Jednak czy na pewno chodzi o piłkę? - pytają komentatorzy. Przypominają, że w zeszłym roku wściekłość fanów Interu wywołały słowa nowego prezesa tego klubu Zhanga Jindonga, który na konferencji prasowej wzniósł okrzyk „naprzód Inda” zamiast „Inter”. To dowód nie tylko kłopotów z językiem włoskim, ale i braku autentycznego przywiązania i pasji - mówiono.
„La Gazzetta dello Sport” zastanawia się, czy nowymi właścicielami kieruje miłość do obu legendarnych klubów, czy chęć szybkiego zysku; czy uszanują ich głębokie europejskie tradycje. Czy znają się w ogóle na piłce nożnej? - pytają media.
„La Repubblica” zwraca uwagę na to, że prawie nic nie wiadomo o nowym właścicielu Milanu. „Nie ma jego życiorysu, znamy tylko miejsce i datę urodzenia” - podkreśla. Według rzymskiej gazety należałoby poznać biznesmena, który obiecuje zainwestować 1 miliard euro, by klub powrócił do dawnej świetności i by był w piątce najlepszych na świecie.
Dziennik przytoczył wypowiedź szefa urzędu do walki z mafią w zarządzie Mediolanu Davida Gentiliego. „Chcemy wiedzieć, kim są naprawdę właściciele Milanu”- oświadczył tuż po transakcji.
Nie pomógł rozwikłać tej zagadki były trener włoskiej prezentacji, obecnie selekcjoner Chin Marcello Lippi, który w wywiadzie telewizyjnym przyznał: „Nikt nie zna tu inwestorów Milanu, w przeciwieństwie do konsorcjum Suning, które jest znane”.

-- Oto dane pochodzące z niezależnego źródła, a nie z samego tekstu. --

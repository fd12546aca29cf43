//! Calendar facts: holidays and exam periods resolved against a batch's
//! department scope.
//!
//! [`CalendarFacts`] is an immutable per-request snapshot loaded by the
//! api crate from the `holidays` and `exam_periods` tables. Lookups take
//! the department of the batch being scheduled; a fact applies when its
//! own `department_id` is `None` (university-wide) or matches. All
//! lookups are pure; storage failures happen before construction and
//! propagate from the loader.

use chrono::{Datelike, NaiveDate};
use serde::{Deserialize, Serialize};

use crate::types::DbId;

/// Holiday classification. Department-scoped types still rely on the
/// `department_id` column for the actual scoping decision.
#[derive(Debug, Clone, Copy, PartialEq, Eq, Serialize, Deserialize)]
#[serde(rename_all = "snake_case")]
pub enum HolidayType {
    National,
    University,
    Department,
    Local,
}

impl HolidayType {
    pub fn as_str(self) -> &'static str {
        match self {
            Self::National => "national",
            Self::University => "university",
            Self::Department => "department",
            Self::Local => "local",
        }
    }
}

/// A holiday as seen by the scheduling engine.
#[derive(Debug, Clone, Serialize)]
pub struct HolidayFact {
    pub id: DbId,
    pub date: NaiveDate,
    pub name: String,
    pub holiday_type: HolidayType,
    /// `None` applies university-wide.
    pub department_id: Option<DbId>,
    /// Recurring holidays repeat on the same month/day every year.
    pub is_recurring: bool,
}

impl HolidayFact {
    fn falls_on(&self, date: NaiveDate) -> bool {
        if self.is_recurring {
            self.date.month() == date.month() && self.date.day() == date.day()
        } else {
            self.date == date
        }
    }
}

/// An exam period as seen by the scheduling engine.
#[derive(Debug, Clone, Serialize)]
pub struct ExamPeriodFact {
    pub id: DbId,
    pub name: String,
    pub start_date: NaiveDate,
    pub end_date: NaiveDate,
    pub blocks_regular_classes: bool,
    pub department_id: Option<DbId>,
}

impl ExamPeriodFact {
    fn covers(&self, date: NaiveDate) -> bool {
        self.start_date <= date && date <= self.end_date
    }
}

/// Snapshot of all holidays and exam periods visible to the engine.
#[derive(Debug, Clone, Default)]
pub struct CalendarFacts {
    holidays: Vec<HolidayFact>,
    exam_periods: Vec<ExamPeriodFact>,
}

impl CalendarFacts {
    pub fn new(holidays: Vec<HolidayFact>, exam_periods: Vec<ExamPeriodFact>) -> Self {
        Self {
            holidays,
            exam_periods,
        }
    }

    /// Facts with no holidays or exam periods; useful when blackout
    /// checks are disabled.
    pub fn empty() -> Self {
        Self::default()
    }

    fn in_scope(fact_department: Option<DbId>, department_id: DbId) -> bool {
        fact_department.is_none() || fact_department == Some(department_id)
    }

    /// All holidays falling on `date` that apply to `department_id`.
    pub fn holidays_on(&self, date: NaiveDate, department_id: DbId) -> Vec<&HolidayFact> {
        self.holidays
            .iter()
            .filter(|h| Self::in_scope(h.department_id, department_id) && h.falls_on(date))
            .collect()
    }

    /// The first applicable exam period covering `date` that blocks
    /// regular classes, if any.
    pub fn blocking_exam_period(
        &self,
        date: NaiveDate,
        department_id: DbId,
    ) -> Option<&ExamPeriodFact> {
        self.exam_periods.iter().find(|p| {
            Self::in_scope(p.department_id, department_id)
                && p.blocks_regular_classes
                && p.covers(date)
        })
    }

    /// True when `date` is a holiday or inside a blocking exam period for
    /// the given department.
    pub fn is_blackout(&self, date: NaiveDate, department_id: DbId) -> bool {
        !self.holidays_on(date, department_id).is_empty()
            || self.blocking_exam_period(date, department_id).is_some()
    }
}
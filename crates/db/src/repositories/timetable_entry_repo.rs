//! Repository for the `timetable_entries` table -- the entry store.
//!
//! Every component reads and writes entries through here. Deactivation is
//! the only delete; the partial unique indexes
//! `uq_timetable_entries_batch_slot` / `uq_timetable_entries_faculty_slot`
//! enforce the double-booking invariants against concurrent writers that
//! race past application-level detection.

use sqlx::{PgPool, Postgres, Transaction};

use collegium_core::types::DbId;

use crate::models::timetable_entry::{
    CreateTimetableEntry, EntryListQuery, TimetableEntry, UpdateTimetableEntry,
};

/// Column list shared across queries to avoid repetition.
const COLUMNS: &str = "id, batch_id, subject_id, faculty_id, event_title, event_color, \
    time_slot_id, day_of_week, entry_date, entry_type, source_template_id, \
    is_active, notes, created_by, created_at, updated_at";

/// Provides CRUD operations for timetable entries.
pub struct TimetableEntryRepo;

impl TimetableEntryRepo {
    /// Insert a new entry, returning the created row.
    pub async fn create(
        pool: &PgPool,
        input: &CreateTimetableEntry,
    ) -> Result<TimetableEntry, sqlx::Error> {
        let mut tx = pool.begin().await?;
        let entry = Self::create_in_tx(&mut tx, input).await?;
        tx.commit().await?;
        Ok(entry)
    }

    /// Insert a new entry inside an existing transaction.
    pub async fn create_in_tx(
        tx: &mut Transaction<'_, Postgres>,
        input: &CreateTimetableEntry,
    ) -> Result<TimetableEntry, sqlx::Error> {
        let query = format!(
            "INSERT INTO timetable_entries \
                (batch_id, subject_id, faculty_id, event_title, event_color, \
                 time_slot_id, day_of_week, entry_date, entry_type, \
                 source_template_id, notes, created_by) \
             VALUES ($1, $2, $3, $4, $5, $6, $7, $8, $9, $10, $11, $12) \
             RETURNING {COLUMNS}"
        );
        sqlx::query_as::<_, TimetableEntry>(&query)
            .bind(input.batch_id)
            .bind(input.subject_id)
            .bind(input.faculty_id)
            .bind(&input.event_title)
            .bind(&input.event_color)
            .bind(input.time_slot_id)
            .bind(input.day_of_week)
            .bind(input.entry_date)
            .bind(&input.entry_type)
            .bind(input.source_template_id)
            .bind(&input.notes)
            .bind(input.created_by)
            .fetch_one(&mut **tx)
            .await
    }

    /// Find a single entry by ID, active or not.
    pub async fn find_by_id(
        pool: &PgPool,
        id: DbId,
    ) -> Result<Option<TimetableEntry>, sqlx::Error> {
        let query = format!("SELECT {COLUMNS} FROM timetable_entries WHERE id = $1");
        sqlx::query_as::<_, TimetableEntry>(&query)
            .bind(id)
            .fetch_optional(pool)
            .await
    }

    /// List entries with optional filters, ordered by day then slot.
    pub async fn list(
        pool: &PgPool,
        q: &EntryListQuery,
    ) -> Result<Vec<TimetableEntry>, sqlx::Error> {
        let query = format!(
            "SELECT {COLUMNS} FROM timetable_entries \
             WHERE ($1::bigint IS NULL OR batch_id = $1) \
               AND ($2::bigint IS NULL OR faculty_id = $2) \
               AND ($3::smallint IS NULL OR day_of_week = $3) \
               AND ($4::date IS NULL OR entry_date >= $4) \
               AND ($5::date IS NULL OR entry_date <= $5) \
               AND (is_active OR $6) \
             ORDER BY day_of_week, time_slot_id, entry_date NULLS FIRST"
        );
        sqlx::query_as::<_, TimetableEntry>(&query)
            .bind(q.batch_id)
            .bind(q.faculty_id)
            .bind(q.day_of_week)
            .bind(q.date_from)
            .bind(q.date_to)
            .bind(q.include_inactive)
            .fetch_all(pool)
            .await
    }

    /// All active entries for one batch, optionally bounded to a date
    /// range (recurring entries with no date always match).
    pub async fn list_active_for_batch(
        pool: &PgPool,
        batch_id: DbId,
        date_from: Option<chrono::NaiveDate>,
        date_to: Option<chrono::NaiveDate>,
    ) -> Result<Vec<TimetableEntry>, sqlx::Error> {
        let query = format!(
            "SELECT {COLUMNS} FROM timetable_entries \
             WHERE batch_id = $1 AND is_active \
               AND (entry_date IS NULL OR \
                    (($2::date IS NULL OR entry_date >= $2) \
                     AND ($3::date IS NULL OR entry_date <= $3))) \
             ORDER BY day_of_week, time_slot_id"
        );
        sqlx::query_as::<_, TimetableEntry>(&query)
            .bind(batch_id)
            .bind(date_from)
            .bind(date_to)
            .fetch_all(pool)
            .await
    }

    /// Snapshot for conflict detection: every active entry touching any
    /// of the given batches or faculty members. The detector does the
    /// exact key matching in memory.
    pub async fn conflict_candidates(
        pool: &PgPool,
        batch_ids: &[DbId],
        faculty_ids: &[DbId],
    ) -> Result<Vec<TimetableEntry>, sqlx::Error> {
        let query = format!(
            "SELECT {COLUMNS} FROM timetable_entries \
             WHERE is_active AND (batch_id = ANY($1) OR faculty_id = ANY($2))"
        );
        sqlx::query_as::<_, TimetableEntry>(&query)
            .bind(batch_ids)
            .bind(faculty_ids)
            .fetch_all(pool)
            .await
    }

    /// Active entries assigned to a faculty member, optionally scoped to
    /// batches and to dates at/after `effective_date`.
    pub async fn list_active_for_faculty(
        pool: &PgPool,
        faculty_id: DbId,
        batch_scope: Option<&[DbId]>,
        effective_date: Option<chrono::NaiveDate>,
    ) -> Result<Vec<TimetableEntry>, sqlx::Error> {
        let query = format!(
            "SELECT {COLUMNS} FROM timetable_entries \
             WHERE faculty_id = $1 AND is_active \
               AND ($2::bigint[] IS NULL OR batch_id = ANY($2)) \
               AND ($3::date IS NULL OR entry_date IS NULL OR entry_date >= $3) \
             ORDER BY id"
        );
        sqlx::query_as::<_, TimetableEntry>(&query)
            .bind(faculty_id)
            .bind(batch_scope)
            .bind(effective_date)
            .fetch_all(pool)
            .await
    }

    /// Active dated entries inside a date range, optionally scoped to
    /// batches. Recurring (undated) entries are not returned: a date
    /// shift has nothing to move on them.
    pub async fn list_active_in_range(
        pool: &PgPool,
        date_from: chrono::NaiveDate,
        date_to: chrono::NaiveDate,
        batch_scope: Option<&[DbId]>,
    ) -> Result<Vec<TimetableEntry>, sqlx::Error> {
        let query = format!(
            "SELECT {COLUMNS} FROM timetable_entries \
             WHERE is_active AND entry_date BETWEEN $1 AND $2 \
               AND ($3::bigint[] IS NULL OR batch_id = ANY($3)) \
             ORDER BY entry_date, time_slot_id"
        );
        sqlx::query_as::<_, TimetableEntry>(&query)
            .bind(date_from)
            .bind(date_to)
            .bind(batch_scope)
            .fetch_all(pool)
            .await
    }

    /// Patch notes / entry type.
    pub async fn update(
        pool: &PgPool,
        id: DbId,
        input: &UpdateTimetableEntry,
    ) -> Result<Option<TimetableEntry>, sqlx::Error> {
        let query = format!(
            "UPDATE timetable_entries SET \
                entry_type = COALESCE($2, entry_type), \
                notes = COALESCE($3, notes), \
                updated_at = NOW() \
             WHERE id = $1 AND is_active \
             RETURNING {COLUMNS}"
        );
        sqlx::query_as::<_, TimetableEntry>(&query)
            .bind(id)
            .bind(&input.entry_type)
            .bind(&input.notes)
            .fetch_optional(pool)
            .await
    }

    /// Soft-deactivate an entry, returning the prior row for snapshotting.
    /// `None` if the entry does not exist or is already inactive.
    pub async fn deactivate(
        pool: &PgPool,
        id: DbId,
    ) -> Result<Option<TimetableEntry>, sqlx::Error> {
        let query = format!(
            "UPDATE timetable_entries SET is_active = FALSE, updated_at = NOW() \
             WHERE id = $1 AND is_active \
             RETURNING {COLUMNS}"
        );
        sqlx::query_as::<_, TimetableEntry>(&query)
            .bind(id)
            .fetch_optional(pool)
            .await
    }

    /// Reassign the faculty member on one entry, inside a transaction.
    pub async fn set_faculty_in_tx(
        tx: &mut Transaction<'_, Postgres>,
        id: DbId,
        faculty_id: DbId,
    ) -> Result<TimetableEntry, sqlx::Error> {
        let query = format!(
            "UPDATE timetable_entries SET faculty_id = $2, updated_at = NOW() \
             WHERE id = $1 AND is_active \
             RETURNING {COLUMNS}"
        );
        sqlx::query_as::<_, TimetableEntry>(&query)
            .bind(id)
            .bind(faculty_id)
            .fetch_one(&mut **tx)
            .await
    }

    /// Move one dated entry to a new date (and matching day of week),
    /// inside a transaction.
    pub async fn set_date_in_tx(
        tx: &mut Transaction<'_, Postgres>,
        id: DbId,
        entry_date: chrono::NaiveDate,
        day_of_week: i16,
    ) -> Result<TimetableEntry, sqlx::Error> {
        let query = format!(
            "UPDATE timetable_entries \
             SET entry_date = $2, day_of_week = $3, updated_at = NOW() \
             WHERE id = $1 AND is_active \
             RETURNING {COLUMNS}"
        );
        sqlx::query_as::<_, TimetableEntry>(&query)
            .bind(id)
            .bind(entry_date)
            .bind(day_of_week)
            .fetch_one(&mut **tx)
            .await
    }

    /// Restore an entry from an undo snapshot, keeping its original id so
    /// references to it stay valid. Re-inserts if the row was purged,
    /// otherwise overwrites in place and reactivates.
    pub async fn restore_from_snapshot(
        pool: &PgPool,
        snapshot: &TimetableEntry,
    ) -> Result<TimetableEntry, sqlx::Error> {
        let query = format!(
            "INSERT INTO timetable_entries \
                (id, batch_id, subject_id, faculty_id, event_title, event_color, \
                 time_slot_id, day_of_week, entry_date, entry_type, \
                 source_template_id, is_active, notes, created_by, created_at, updated_at) \
             VALUES ($1, $2, $3, $4, $5, $6, $7, $8, $9, $10, $11, TRUE, $12, $13, $14, NOW()) \
             ON CONFLICT (id) DO UPDATE SET \
                batch_id = EXCLUDED.batch_id, \
                subject_id = EXCLUDED.subject_id, \
                faculty_id = EXCLUDED.faculty_id, \
                event_title = EXCLUDED.event_title, \
                event_color = EXCLUDED.event_color, \
                time_slot_id = EXCLUDED.time_slot_id, \
                day_of_week = EXCLUDED.day_of_week, \
                entry_date = EXCLUDED.entry_date, \
                entry_type = EXCLUDED.entry_type, \
                source_template_id = EXCLUDED.source_template_id, \
                is_active = TRUE, \
                notes = EXCLUDED.notes, \
                updated_at = NOW() \
             RETURNING {COLUMNS}"
        );
        sqlx::query_as::<_, TimetableEntry>(&query)
            .bind(snapshot.id)
            .bind(snapshot.batch_id)
            .bind(snapshot.subject_id)
            .bind(snapshot.faculty_id)
            .bind(&snapshot.event_title)
            .bind(&snapshot.event_color)
            .bind(snapshot.time_slot_id)
            .bind(snapshot.day_of_week)
            .bind(snapshot.entry_date)
            .bind(&snapshot.entry_type)
            .bind(snapshot.source_template_id)
            .bind(&snapshot.notes)
            .bind(snapshot.created_by)
            .bind(snapshot.created_at)
            .fetch_one(pool)
            .await
    }

    /// Whether any entry (active or not) references a time slot. Guards
    /// slot deletion.
    pub async fn any_for_time_slot(pool: &PgPool, time_slot_id: DbId) -> Result<bool, sqlx::Error> {
        let count: i64 = sqlx::query_scalar(
            "SELECT COUNT(*) FROM timetable_entries WHERE time_slot_id = $1",
        )
        .bind(time_slot_id)
        .fetch_one(pool)
        .await?;
        Ok(count > 0)
    }
}
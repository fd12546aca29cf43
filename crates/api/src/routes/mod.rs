//! Route tree for the `/api/v1` prefix.

pub mod bulk;
pub mod entries;
pub mod exam_periods;
pub mod health;
pub mod holidays;
pub mod templates;
pub mod time_slots;
pub mod undo;

use axum::Router;

use crate::state::AppState;

/// Build the `/api/v1` route tree.
///
/// Route hierarchy:
///
/// ```text
/// /time-slots                                  list, create
/// /time-slots/{id}                             deactivate
///
/// /holidays                                    list, create
/// /holidays/{id}                               delete (records undo)
/// /exam-periods                                list, create
/// /exam-periods/{id}                           delete
///
/// /timetable/entries                           list, create (validated)
/// /timetable/entries/{id}                      get, patch, delete (records undo)
///
/// /timetable/templates                         list, create
/// /timetable/templates/{id}                    get, delete
/// /timetable/templates/{id}/preview            pure expansion preview (POST)
///
/// /timetable/bulk/clone                        submit (POST)
/// /timetable/bulk/faculty-replace              submit (POST)
/// /timetable/bulk/reschedule                   submit (POST)
/// /timetable/bulk/template-apply               submit (POST)
/// /timetable/bulk/operations                   list
/// /timetable/bulk/operations/{id}              status poll
/// /timetable/bulk/operations/{id}/cancel       cooperative cancel (POST)
///
/// /undo/{id}                                   consume a ledger record (POST)
/// ```
pub fn api_routes() -> Router<AppState> {
    Router::new()
        .nest("/time-slots", time_slots::router())
        .nest("/holidays", holidays::router())
        .nest("/exam-periods", exam_periods::router())
        .nest("/timetable/entries", entries::router())
        .nest("/timetable/templates", templates::router())
        .nest("/timetable/bulk", bulk::router())
        .nest("/undo", undo::router())
}
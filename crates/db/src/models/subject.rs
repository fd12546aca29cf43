//! Subject model.

use collegium_core::types::{DbId, Timestamp};
use serde::Serialize;
use sqlx::FromRow;

/// A row from the `subjects` table.
#[derive(Debug, Clone, FromRow, Serialize)]
pub struct Subject {
    pub id: DbId,
    pub name: String,
    pub code: String,
    pub department_id: DbId,
    pub weekly_hours: i16,
    pub is_active: bool,
    pub created_at: Timestamp,
    pub updated_at: Timestamp,
}
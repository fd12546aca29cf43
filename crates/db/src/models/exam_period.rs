//! Exam period model and DTOs.

use chrono::NaiveDate;
use collegium_core::calendar::ExamPeriodFact;
use collegium_core::types::{DbId, Timestamp};
use serde::{Deserialize, Serialize};
use sqlx::FromRow;

/// A row from the `exam_periods` table.
#[derive(Debug, Clone, FromRow, Serialize)]
pub struct ExamPeriod {
    pub id: DbId,
    pub name: String,
    pub start_date: NaiveDate,
    pub end_date: NaiveDate,
    pub blocks_regular_classes: bool,
    pub department_id: Option<DbId>,
    pub created_at: Timestamp,
}

impl ExamPeriod {
    pub fn to_fact(&self) -> ExamPeriodFact {
        ExamPeriodFact {
            id: self.id,
            name: self.name.clone(),
            start_date: self.start_date,
            end_date: self.end_date,
            blocks_regular_classes: self.blocks_regular_classes,
            department_id: self.department_id,
        }
    }
}

/// DTO for inserting a new exam period.
#[derive(Debug, Deserialize)]
pub struct CreateExamPeriod {
    pub name: String,
    pub start_date: NaiveDate,
    pub end_date: NaiveDate,
    #[serde(default = "default_blocks")]
    pub blocks_regular_classes: bool,
    #[serde(default)]
    pub department_id: Option<DbId>,
}

fn default_blocks() -> bool {
    true
}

„Popytałem miejscowych menedżerów, ale nikt nie był w stanie udzielić mi odpowiedzi” - powiedział potem Lippi w „Corriere dello Sport”.
W miesiącach poprzedzających sfinalizowanie umowy przez Silvio Berlusconiego pojawiały się też wątpliwości dotyczące charakteru możliwych powiązań przyszłych nabywców z władzami w Pekinie.
Z mieszanymi uczuciami przyjęto też wiadomość, że AC Milan będzie notowany na chińskiej giełdzie.
W popularnej sportowej audycji w Radio 24 podkreślono: „Nieważne, czy kluby kupują Chińczycy, Arabowie czy Rosjanie. Chodzi o to, by byli to inwestorzy, którzy kupują esencję włoskości nie niszcząc jej”.
Arcybiskup Mediolanu kardynał Angelo Scola, który jest kibicem Milanu, powiedział w rozmowie z „La Gazzetta dello Sport”, że ma wiele zastrzeżeń do przejścia obu klubów w chińskie ręce.
75-letni dostojnik przyznał, że jest zaniepokojony i nie rozumie tej sytuacji.
„Mam nadzieję, że to nie oznacza utraty tożsamości naszej metropolii” - dodał.
Jednocześnie zwraca się uwagę na postawę wielu znanych włoskich piłkarzy z Serie A, którzy w ostatnich miesiącach odrzucili oferty gigantycznych zarobków w chińskich klubach, usiłujących ich do siebie ściągnąć przedstawiając rekordowe propozycje finansowe.